El cartel del vestido rojo anuncia la colección cubista de la Fundación Telefónica, en la que hay unos cuantos juan gris que cortan el aliento, que lo sumen a uno en un estado hipnótico de contemplación. El cubismo era una habitación cerrada y Juan Gris abrió en ella una ventana. Los grises y tierras del Picasso cubista estallan en ese rojo de la Cantante de Juan Gris, con sus rizos art déco que riman con las formas ceñidas por el vestido y con las volutas de hierro del balcón que hay tras ella. La ventana puede dar al mar o a unas colinas sumarias, a un cielo azul por el que pasan a veces nubes tan ordenadas como las de un cuadro de Magritte.

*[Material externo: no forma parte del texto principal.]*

//! Fixed-period sampling loop.

use embedded_hal::digital::OutputPin;
use embedded_hal_async::delay::DelayNs;

use crate::{AdcScale, Heartbeat, SensorReading, TELEMETRY_LINE_CAPACITY, TelemetryError};

/// One analog input channel.
pub trait AnalogSource {
    type Error: core::fmt::Debug;

    /// Take one raw sample.
    fn read_raw(&mut self) -> Result<u16, Self::Error>;
}

/// Heartbeat + analog sampling loop.
///
/// Every iteration pulses the indicator for one heartbeat period, then reads
/// the channel once and logs the scaled value as a JSON line.
pub struct Sampler<P, D, S> {
    sensor: &'static str,
    indicator: P,
    delay: D,
    source: S,
    heartbeat: Heartbeat,
    scale: AdcScale,
}

impl<P, D, S> Sampler<P, D, S>
where
    P: OutputPin,
    D: DelayNs,
    S: AnalogSource,
{
    /// Create a sampler with the default heartbeat and the battery scale.
    pub fn new(sensor: &'static str, indicator: P, delay: D, source: S) -> Self {
        Self {
            sensor,
            indicator,
            delay,
            source,
            heartbeat: Heartbeat::DEFAULT,
            scale: AdcScale::BATTERY,
        }
    }

    #[must_use]
    pub fn with_heartbeat(mut self, heartbeat: Heartbeat) -> Self {
        self.heartbeat = heartbeat;
        self
    }

    #[must_use]
    pub fn with_scale(mut self, scale: AdcScale) -> Self {
        self.scale = scale;
        self
    }

    pub fn sensor(&self) -> &'static str {
        self.sensor
    }

    /// Read and convert one sample without pulsing the indicator.
    pub fn read(&mut self) -> Result<SensorReading<'static>, TelemetryError> {
        let raw = self.source.read_raw().map_err(|e| {
            log::debug!("sampler: {} read error: {:?}", self.sensor, e);
            TelemetryError::Read
        })?;
        Ok(SensorReading::new(self.sensor, self.scale.to_volts(raw)))
    }

    /// Run one iteration: heartbeat period, then one sample.
    ///
    /// A failing indicator is only logged, the sample is still taken.
    pub async fn sample_once(&mut self) -> Result<SensorReading<'static>, TelemetryError> {
        if let Err(e) = self
            .heartbeat
            .pulse(&mut self.indicator, &mut self.delay)
            .await
        {
            log::warn!("sampler: {}", e);
        }
        self.read()
    }

    /// Run forever.
    ///
    /// A failed iteration is logged and skipped; the next one starts on the
    /// regular schedule.
    pub async fn run(mut self) -> ! {
        log::info!(
            "sampler: {} every {} ms, heartbeat duty {:.0}%",
            self.sensor,
            self.heartbeat.period_ms(),
            self.heartbeat.duty() * 100.0
        );
        loop {
            match self.sample_once().await {
                Ok(reading) => emit(&reading),
                Err(e) => log::warn!("sampler: {}: {}", self.sensor, e),
            }
        }
    }
}

/// Log a reading as a telemetry line.
pub fn emit(reading: &SensorReading<'_>) {
    let mut buf = [0u8; TELEMETRY_LINE_CAPACITY];
    match reading.write_json(&mut buf) {
        Ok(line) => log::info!("Telemetry: {}", line),
        Err(e) => log::warn!("sampler: {}: {}", reading.sensor, e),
    }
}
//! HTTP server adapter
//!
//! Allocates the socket buffers and runs the accept loop for a handler. Not
//! a task itself, it is awaited from `http_server_task`.

use embassy_net::Stack;

use crate::net::http::{HttpHandler, HttpServer};

const HTTP_PORT: u16 = 80;
const RX_BUFFER_SIZE: usize = 4096;
const TX_BUFFER_SIZE: usize = 4096;

/// Serve `handler` on port 80 forever.
///
/// Needs 8KB of task stack for the socket buffers.
pub(crate) async fn run_http_server<H: HttpHandler>(stack: Stack<'static>, handler: &H) {
    let server = HttpServer::new(handler);
    let mut rx_buffer = [0u8; RX_BUFFER_SIZE];
    let mut tx_buffer = [0u8; TX_BUFFER_SIZE];

    if let Err(e) = server
        .listen_and_serve(stack, HTTP_PORT, &mut rx_buffer, &mut tx_buffer)
        .await
    {
        log::error!("http_server: stopped: {}", e);
    }
}
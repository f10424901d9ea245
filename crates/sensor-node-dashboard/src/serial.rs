//! Bounded buffer of recent log lines served by `GET /api/serial`.

use heapless::{Deque, String};
use serde::{Serialize, Serializer};

/// Ring of the `LINES` most recent log lines, each cut to `WIDTH` bytes.
#[derive(Debug, Clone)]
pub struct SerialLog<const LINES: usize, const WIDTH: usize> {
    lines: Deque<String<WIDTH>, LINES>,
}

impl<const LINES: usize, const WIDTH: usize> Default for SerialLog<LINES, WIDTH> {
    fn default() -> Self {
        Self::new()
    }
}

impl<const LINES: usize, const WIDTH: usize> SerialLog<LINES, WIDTH> {
    pub const fn new() -> Self {
        Self {
            lines: Deque::new(),
        }
    }

    /// Append a line, evicting the oldest one when full.
    pub fn push(&mut self, line: &str) {
        let mut end = line.len().min(WIDTH);
        while !line.is_char_boundary(end) {
            end -= 1;
        }
        let mut entry = String::new();
        // Fits by construction.
        let _ = entry.push_str(&line[..end]);

        if self.lines.is_full() {
            self.lines.pop_front();
        }
        let _ = self.lines.push_back(entry);
    }

    /// Lines from oldest to newest.
    pub fn iter(&self) -> impl Iterator<Item = &str> {
        self.lines.iter().map(String::as_str)
    }
}

impl<const LINES: usize, const WIDTH: usize> Serialize for SerialLog<LINES, WIDTH> {
    fn serialize<S: Serializer>(&self, serializer: S) -> Result<S::Ok, S::Error> {
        serializer.collect_seq(self.iter())
    }
}
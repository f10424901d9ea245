//! Visible heartbeat: a short high pulse once per period.

use embedded_hal::digital::OutputPin;
use embedded_hal_async::delay::DelayNs;

use crate::TelemetryError;

#[derive(Debug, Clone, Copy, PartialEq, Eq)]
pub struct Heartbeat {
    pub on_ms: u32,
    pub off_ms: u32,
}

impl Default for Heartbeat {
    fn default() -> Self {
        Self::DEFAULT
    }
}

impl Heartbeat {
    /// 100 ms on, 900 ms off.
    pub const DEFAULT: Heartbeat = Heartbeat {
        on_ms: 100,
        off_ms: 900,
    };

    pub const fn new(on_ms: u32, off_ms: u32) -> Self {
        Self { on_ms, off_ms }
    }

    pub const fn period_ms(&self) -> u32 {
        self.on_ms + self.off_ms
    }

    /// Fraction of the period the output is high.
    pub fn duty(&self) -> f32 {
        // Millisecond periods are far below f32's exact integer range.
        #[allow(clippy::cast_precision_loss)]
        let duty = self.on_ms as f32 / self.period_ms() as f32;
        duty
    }

    /// Drive one full period: high for `on_ms`, then low for `off_ms`.
    ///
    /// Both delays always elapse, so a failing output keeps the period.
    pub async fn pulse<P: OutputPin, D: DelayNs>(
        &self,
        pin: &mut P,
        delay: &mut D,
    ) -> Result<(), TelemetryError> {
        let high = pin.set_high();
        delay.delay_ms(self.on_ms).await;
        let low = pin.set_low();
        delay.delay_ms(self.off_ms).await;
        high.and(low).map_err(|_| TelemetryError::Indicator)
    }
}
pub(crate) mod http_server;
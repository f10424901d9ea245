use embassy_net::tcp::TcpSocket;
use embedded_io_async::Write as _;
use heapless::{String, Vec};
use sensor_node_http::{HeadParser, HttpMethod, MAX_PATH_LEN};
use serde::{Serialize, de::DeserializeOwned};

use super::{
    Error,
    HttpResult,
    headers::{
        ContentHeaders,
        ContentType,
        ResponseHeaders,
        Status,
        TargetWriter as _,
        TextEncoding,
    },
};

/// Longest request or header line inspected, longer header lines are skipped.
const HEAD_LINE_SIZE: usize = 256;
const MAX_HEAD_SIZE: usize = 8 * 1024;
const HEADER_BUFFER_SIZE: usize = 512;
const BODY_BUFFER_SIZE: usize = 2048;
const RX_CHUNK_SIZE: usize = 256;
const STREAM_CHUNK_SIZE: usize = 1024;

/// HTTP connection context
pub(crate) struct HttpConnection<'a> {
    pub method: HttpMethod,
    pub path: String<MAX_PATH_LEN>,

    socket: TcpSocket<'a>,
    content_length: u32,
    header_buf: Vec<u8, HEADER_BUFFER_SIZE>,
    body_buf: Vec<u8, BODY_BUFFER_SIZE>,
}

impl<'a> HttpConnection<'a> {
    /// Read the request head from a freshly accepted socket.
    ///
    /// A head the parser rejects is answered with its status before the
    /// error is returned.
    pub(crate) async fn from_socket(mut socket: TcpSocket<'a>) -> Result<Self, Error> {
        let mut parser = HeadParser::<HEAD_LINE_SIZE>::new(MAX_HEAD_SIZE);
        let mut body_buf = Vec::<u8, BODY_BUFFER_SIZE>::new();
        let mut chunk = [0u8; RX_CHUNK_SIZE];

        while !parser.is_complete() {
            let n = socket.read(&mut chunk).await?;
            if n == 0 {
                return Err(Error::Closed);
            }
            match parser.feed(&chunk[..n]) {
                Ok(None) => {}
                // Bytes after the head are the start of the body.
                Ok(Some(head_len)) => body_buf
                    .extend_from_slice(&chunk[head_len..n])
                    .map_err(|()| Error::Parse)?,
                Err(e) => {
                    log::warn!("http: rejected request: {}", e);
                    reject(&mut socket, Status::from(e)).await;
                    return Err(Error::Parse);
                }
            }
        }
        let head = parser.into_head().ok_or(Error::Parse)?;

        Ok(Self {
            method: head.method,
            path: head.path,
            socket,
            content_length: head.content_length,
            header_buf: Vec::new(),
            body_buf,
        })
    }

    /// Get request method and path
    pub(crate) fn route(&self) -> (HttpMethod, &'_ str) {
        (self.method, self.path.as_str())
    }

    /// Write the headers to the connection
    pub(crate) async fn write_headers(&mut self, headers: &ResponseHeaders) -> HttpResult {
        self.header_buf.clear();
        headers.write_to(&mut self.header_buf)?;
        self.socket.write_all(self.header_buf.as_slice()).await?;
        self.socket.flush().await?;
        Ok(())
    }

    /// Answer with a bodyless status.
    pub(crate) async fn respond(&mut self, status: Status) -> HttpResult {
        self.write_headers(&ResponseHeaders::new(status)).await
    }

    /// Write the body to the connection
    pub(crate) async fn write_body(&mut self, body: &[u8]) -> HttpResult {
        for chunk in body.chunks(STREAM_CHUNK_SIZE) {
            self.socket.write_all(chunk).await?;
        }
        self.socket.flush().await?;
        Ok(())
    }

    /// Write a complete HTML document.
    pub(crate) async fn write_html(&mut self, html: &str) -> HttpResult {
        let headers = ResponseHeaders::success().with_content(
            ContentHeaders::new(ContentType::TextHtml)
                .with_text_encoding(TextEncoding::Utf8)
                .with_length(html.len()),
        );
        self.write_headers(&headers).await?;
        self.write_body(html.as_bytes()).await
    }

    /// Write JSON to the connection
    ///
    /// Writes both headers and body. Fails with [`Error::Serialize`] before
    /// anything is sent when the value does not fit the body buffer.
    pub(crate) async fn write_json<T: Serialize>(&mut self, data: &T) -> HttpResult {
        self.body_buf.clear();
        self.body_buf
            .resize_default(BODY_BUFFER_SIZE)
            .map_err(|()| Error::Serialize)?;
        let n = serde_json_core::to_slice(data, self.body_buf.as_mut_slice())
            .map_err(|_| Error::Serialize)?;
        self.body_buf.truncate(n);

        let headers = ResponseHeaders::success().with_content(
            ContentHeaders::new(ContentType::Json)
                .with_text_encoding(TextEncoding::Utf8)
                .with_length(n),
        );
        self.write_headers(&headers).await?;
        self.socket.write_all(self.body_buf.as_slice()).await?;
        self.socket.flush().await?;
        Ok(())
    }

    /// Read JSON from the request body
    pub(crate) async fn read_json<T: DeserializeOwned>(&mut self) -> Result<T, Error> {
        let body = self.read_body().await?;
        let (data, _) = serde_json_core::from_slice(body).map_err(|e| {
            log::debug!("http: body parse error: {:?}", e);
            Error::Parse
        })?;
        Ok(data)
    }

    /// Read the request body
    ///
    /// `body_buf` already holds whatever arrived together with the head.
    async fn read_body(&mut self) -> Result<&[u8], Error> {
        if self.content_length == 0 {
            return Err(Error::NoData);
        }
        let content_length = self.content_length as usize;
        if content_length > BODY_BUFFER_SIZE {
            return Err(Error::Parse);
        }

        while self.body_buf.len() < content_length {
            let mut buf = [0u8; RX_CHUNK_SIZE];
            let n = self.socket.read(&mut buf).await?;
            if n == 0 {
                break;
            }
            let take = n.min(content_length - self.body_buf.len());
            self.body_buf
                .extend_from_slice(&buf[..take])
                .map_err(|()| Error::Parse)?;
        }

        let len = self.body_buf.len().min(content_length);
        Ok(&self.body_buf[..len])
    }
}

/// Best-effort status line for a request that never became a connection.
async fn reject(socket: &mut TcpSocket<'_>, status: Status) {
    let mut buf = Vec::<u8, 160>::new();
    if ResponseHeaders::new(status).write_to(&mut buf).is_ok() {
        let _ = socket.write_all(&buf).await;
        let _ = socket.flush().await;
    }
}
use embassy_net::Stack;

use crate::controllers::DashboardHttpController;
use crate::infrastructure::adapters::http_server::run_http_server;

#[embassy_executor::task]
pub async fn http_server_task(stack: Stack<'static>, handler: &'static DashboardHttpController) {
    run_http_server(stack, handler).await;
}
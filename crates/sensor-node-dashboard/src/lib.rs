//! Pin-control dashboard for ESP32 sensor nodes
//!
//! Renders a self-contained HTML page (inline style and script) from a
//! snapshot of the node state, and provides the data types behind the JSON
//! endpoints the page polls:
//!
//! - `board` - static pin layout embedded into the page
//! - `context` - render context and operating mode
//! - `page` - HTML rendering
//! - `pins` - `/api/pins` and `/api/pin-control` payloads and the [`PinBank`]
//! - `serial` - recent log lines for `/api/serial`

#![no_std]

extern crate alloc;

pub mod board;
pub mod context;
mod escape;
pub mod page;
pub mod pins;
pub mod serial;

pub use board::{BoardLayout, ESP32_WROOM_32, PinDescriptor, Side};
pub use context::{OperatingMode, RenderContext};
pub use page::{render, render_to_string};
pub use pins::{
    PinBank, PinBankError, PinCapability, PinControlRequest, PinLevel, PinStatus, PinsResponse,
};
pub use serial::SerialLog;

/// Poll period of `GET /api/pins` used by the page, in milliseconds.
pub const PINS_POLL_INTERVAL_MS: u32 = 3000;
/// Poll period of `GET /api/serial` used by the page, in milliseconds.
pub const SERIAL_POLL_INTERVAL_MS: u32 = 2000;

En la Fundación Telefónica una luz bien medida deja que resalten por sí mismos los colores de esa Fenêtres aux collines que uno mira como asomándose a ella, frente a la claridad que alumbra una habitación en la que la solidez de las cosas es compatible con sus metamorfosis: las rayas listadas de la ventana se transforman en líneas de un libro abierto que a su vez contagia sus ángulos a la caja de una guitarra y a las esquinas de una mesa.
De la ventana abierta a las colinas se tarda poco más de media hora en llegar a la otra gran ventana de Juan Gris que se abre en Madrid, que está en esa sala dedicada exclusivamente a él en el Reina Sofía. Las olas del mar son líneas blancas sinuosas sobre un azul idéntico al azul del cielo. Un velero es un simple triángulo blanco. Las cuerdas de la guitarra y las líneas del libro y las del periódico y las estrías de la madera de la mesa y las olas del mar se corresponden como rimas asonantes.
Pero ahí no acaba el rastro: en la Fundación Lázaro Galdiano hay ahora mismo un dibujo de Juan Gris que pertenece a la colección de Leandro Navarro. A su lado, un dibujo de Morandi. Los habrá juntado a propósito Lola Jiménez-Blanco, que ha organizado esa exposición y que editó hace unos años meticulosamente en español las cartas de Juan Gris, un caudal limpio de amor por el oficio de la pintura. Sentarse a leerlas en un banco del jardín de la Lázaro Galdiano es una buena manera de continuar en reposo la búsqueda.
Colección Cubista de Telefónica. Fundación Espacio Telefónica. Gran Vía, 28. Madrid. Coleccionismo al cuadrado.
Fundación Lázaro Galdiano. Serrano, 122. Madrid. Hasta el 7 de enero de 2013.